One afternoon, returning from a hot, wet slog, vines along the trail tripped me up, and my right knee landed on a small rock. Back home in New England, where rocks come in rounder forms, I would have walked away with a bruise. But this was tsingy in miniature. A barb of limestone drove in nearly to the bone. It took two days to reach a hospital, where a nurse removed dirt from the wound. "Why were you doing this?" she asked, twisting a swab deep into the hole. She looked up. I was sweating. "I think you are a little dumb," she said. The tsingy is the perfect foil to human ambition.
The unusual formations here are a type of karst system, a landscape formed from porous limestone that was dissolved, scoured, and shaped by water. The exact processes that carved such an otherworldly stonescape are complex and rare; only a few similar karst formations exist outside Madagascar. Researchers believe that groundwater infiltrated the great limestone beds and began to dissolve them along joints and faults, creating caves and tunnels. The cavities grew, and eventually their roofs collapsed along the same joints, creating line-straight canyons called grikes, up to 400 feet deep and edged by spires of standing rock. Some grikes are so tight that a human traveler has difficulty passing through them; others are as wide as an avenue.
Observing the tsingy from the air, pilots have been reminded of the deep urban canyons of Manhattan, where an angular, chaotic skyline descends into a grid of streets and alleys, buildings and parks, everything underlain by a circulatory system of pipes, sewers, and train tunnels. The metaphor applies to the tsingy's inhabitants as well, because the formations have become like rows of high-rise apartment buildings, providing shelter to a different array of species at each level.

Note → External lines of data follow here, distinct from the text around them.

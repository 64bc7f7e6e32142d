//! Key names and restore targets.
//!
//! Keys are `/`-separated paths. A target is either one literal key or a
//! prefix ending in `/`; the two never match each other, so `/a` and `/a/x`
//! are disjoint targets.

use once_cell::sync::Lazy;
use regex::Regex;
use serde::{Deserialize, Serialize};
use std::fmt;

use crate::error::{RewindError, RewindResult};

/// Path separator for hierarchical keys.
pub const SEPARATOR: char = '/';

static KEY_PATTERN: Lazy<Regex> =
    Lazy::new(|| Regex::new(r"^/?[A-Za-z0-9_.\-/]+$").expect("valid key pattern"));

/// Validate a literal key name.
pub fn validate_key(key: &str) -> RewindResult<()> {
    if key.is_empty() {
        return Err(RewindError::invalid_key(key, "empty"));
    }
    if key.ends_with(SEPARATOR) {
        return Err(RewindError::invalid_key(key, "keys cannot end with '/'"));
    }
    if key.contains("//") {
        return Err(RewindError::invalid_key(key, "empty path segment"));
    }
    if !KEY_PATTERN.is_match(key) {
        return Err(RewindError::invalid_key(key, "unsupported characters"));
    }
    Ok(())
}

/// What a preview or restore operates on.
#[derive(Debug, Clone, PartialEq, Eq, Hash, Serialize, Deserialize)]
#[serde(tag = "kind", content = "name", rename_all = "snake_case")]
pub enum Target {
    /// Exactly one key.
    Key(String),
    /// Every key strictly under this prefix. Always ends with `/`.
    Prefix(String),
}

impl Target {
    /// Parse user input: a trailing `/` makes a prefix, anything else a key.
    pub fn parse(input: &str) -> RewindResult<Self> {
        let input = input.trim();
        if input == "/" {
            return Ok(Self::Prefix(input.to_string()));
        }
        match input.strip_suffix(SEPARATOR) {
            Some(stem) => {
                validate_key(stem)?;
                Ok(Self::Prefix(input.to_string()))
            }
            None => {
                validate_key(input)?;
                Ok(Self::Key(input.to_string()))
            }
        }
    }

    /// The scope to list versions under.
    pub fn scope(&self) -> &str {
        match self {
            Self::Key(name) | Self::Prefix(name) => name,
        }
    }

    /// Whether this target names a prefix.
    pub fn is_prefix(&self) -> bool {
        matches!(self, Self::Prefix(_))
    }

    /// Whether `key` belongs to this target.
    ///
    /// With `recurse = false` a prefix only matches its immediate children.
    pub fn matches(&self, key: &str, recurse: bool) -> bool {
        match self {
            Self::Key(name) => name == key,
            Self::Prefix(prefix) => match key.strip_prefix(prefix.as_str()) {
                Some(rest) if !rest.is_empty() => recurse || !rest.contains(SEPARATOR),
                _ => false,
            },
        }
    }
}

impl fmt::Display for Target {
    fn fmt(&self, f: &mut fmt::Formatter<'_>) -> fmt::Result {
        f.write_str(self.scope())
    }
}

#[cfg(test)]
mod tests {
    use super::*;

    #[test]
    fn test_parse_key_and_prefix() {
        assert_eq!(Target::parse("/a").unwrap(), Target::Key("/a".into()));
        assert_eq!(Target::parse("/a/").unwrap(), Target::Prefix("/a/".into()));
        assert_eq!(Target::parse("/").unwrap(), Target::Prefix("/".into()));
        assert_eq!(Target::parse("plain").unwrap(), Target::Key("plain".into()));
    }

    #[test]
    fn test_parse_rejects_bad_names() {
        assert!(Target::parse("").is_err());
        assert!(Target::parse("/a//b").is_err());
        assert!(Target::parse("/a b").is_err());
        assert!(Target::parse("/a//").is_err());
    }

    #[test]
    fn test_key_does_not_match_children() {
        let target = Target::parse("/a").unwrap();
        assert!(target.matches("/a", true));
        assert!(!target.matches("/a/x", true));
        assert!(!target.matches("/ab", true));
    }

    #[test]
    fn test_prefix_never_matches_itself() {
        let target = Target::parse("/a/").unwrap();
        assert!(!target.matches("/a", true));
        assert!(!target.matches("/a/", true));
        assert!(target.matches("/a/x", false));
        assert!(!target.matches("/ab/x", true));
    }

    #[test]
    fn test_prefix_depth() {
        let target = Target::parse("/a/").unwrap();
        assert!(target.matches("/a/b/1", true));
        assert!(!target.matches("/a/b/1", false));
    }
}
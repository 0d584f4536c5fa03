//! Native engine bindings.
//!
//! The core imposes a fixed capability contract on any engine: `load` an
//! artifact into an instance, `generate` a token stream from it, `unload`
//! it. Variants are selected at startup by configuration, not probed at
//! runtime.

pub mod llama_server;
pub mod mock;

pub use llama_server::LlamaServerEngine;
pub use mock::MockEngine;

use crate::config::EngineConfig;
use crate::error::{CoreError, Result};
use async_trait::async_trait;
use futures::stream::BoxStream;
use serde::{Deserialize, Serialize};
use std::path::Path;
use std::sync::Arc;

/// Engine variants the appliance can be configured with.
#[derive(Debug, Clone, Copy, PartialEq, Eq, Serialize, Deserialize)]
#[serde(rename_all = "snake_case")]
pub enum EngineKind {
    /// Deterministic in-process engine; used for tests and dry runs.
    Mock,
    /// One llama-server process per loaded model.
    LlamaServer,
}

impl Default for EngineKind {
    fn default() -> Self {
        EngineKind::Mock
    }
}

/// Parameters handed to the engine when loading an artifact.
#[derive(Debug, Clone, Serialize, Deserialize)]
pub struct LoadParams {
    pub context_length: usize,
    /// 0 lets the engine pick.
    pub threads: usize,
}

impl From<&EngineConfig> for LoadParams {
    fn from(config: &EngineConfig) -> Self {
        Self {
            context_length: config.context_length,
            threads: config.threads,
        }
    }
}

/// Sampling parameters for a single generation.
#[derive(Debug, Clone, Serialize, Deserialize)]
pub struct GenerationParams {
    pub max_tokens: usize,
    pub temperature: f32,
    pub top_p: f32,
    #[serde(default, skip_serializing_if = "Vec::is_empty")]
    pub stop: Vec<String>,
}

impl Default for GenerationParams {
    fn default() -> Self {
        Self {
            max_tokens: 512,
            temperature: 0.7,
            top_p: 0.95,
            stop: Vec::new(),
        }
    }
}

/// Stream of generated token chunks.
pub type TokenStream = BoxStream<'static, Result<String>>;

/// A native engine capable of loading model artifacts.
///
/// Load errors are reported as [`CoreError::EngineFailure`]; the lifecycle
/// manager attributes them to a model id when it marks the descriptor
/// `Failed`.
#[async_trait]
pub trait NativeEngine: Send + Sync + std::fmt::Debug {
    fn name(&self) -> &str;

    async fn load(&self, artifact: &Path, params: &LoadParams) -> Result<Box<dyn EngineInstance>>;
}

/// One loaded model inside an engine.
///
/// Exactly one instance exists per loaded model id; the owning
/// [`ModelHandle`](crate::lifecycle::ModelHandle) calls `unload` once no
/// request references it.
#[async_trait]
pub trait EngineInstance: Send + Sync + std::fmt::Debug {
    async fn generate(&self, prompt: &str, params: &GenerationParams) -> Result<TokenStream>;

    async fn unload(&self);
}

/// Build the engine selected by configuration.
pub fn engine_from_config(config: &EngineConfig) -> Result<Arc<dyn NativeEngine>> {
    match config.kind {
        EngineKind::Mock => Ok(Arc::new(MockEngine::new())),
        EngineKind::LlamaServer => {
            let bin = config
                .llama_server_bin
                .clone()
                .ok_or_else(|| CoreError::EngineFailure {
                    message: "engine.llama_server_bin is not configured".into(),
                })?;
            Ok(Arc::new(LlamaServerEngine::new(
                bin,
                config.llama_server_base_port,
            )))
        }
    }
}

#[cfg(test)]
mod tests {
    use super::*;

    #[test]
    fn test_engine_from_config_mock() {
        let engine = engine_from_config(&EngineConfig::default()).unwrap();
        assert_eq!(engine.name(), "mock");
    }

    #[test]
    fn test_engine_from_config_llama_server_requires_binary() {
        let config = EngineConfig {
            kind: EngineKind::LlamaServer,
            ..EngineConfig::default()
        };
        let err = engine_from_config(&config).unwrap_err();
        assert!(matches!(err, CoreError::EngineFailure { .. }));
    }

    #[test]
    fn test_generation_params_defaults() {
        let params = GenerationParams::default();
        assert_eq!(params.max_tokens, 512);
        assert!(params.stop.is_empty());
    }
}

At the highest reaches there is little soil and no shelter from the sun. Here temperatures often bake above 90°F, and plant and animal life is restricted to creatures that can resist desiccation or move between the pinnacles and the canyons. Lemurs like the white-furred Decken's sifaka and the brown lemur use the tsingy as a kind of highway, leaping from spire to spire as they travel between fruit trees. In slots and crevices lizards chase insects through gardens of drought-tolerant xerophytes—euphorbias, aloes, spine-covered Pachypodium, and other plants that drop long, cablelike roots into the rock searching for water.
In the middle ranges of the high-rise, more niches appear in the canyon walls. Large fruit bats and dark vasa parrots roost here, their cackles and cries echoing through vaulted chambers and crumbling galleries. In shadier spots, bees anchor their nests in holes in the stone.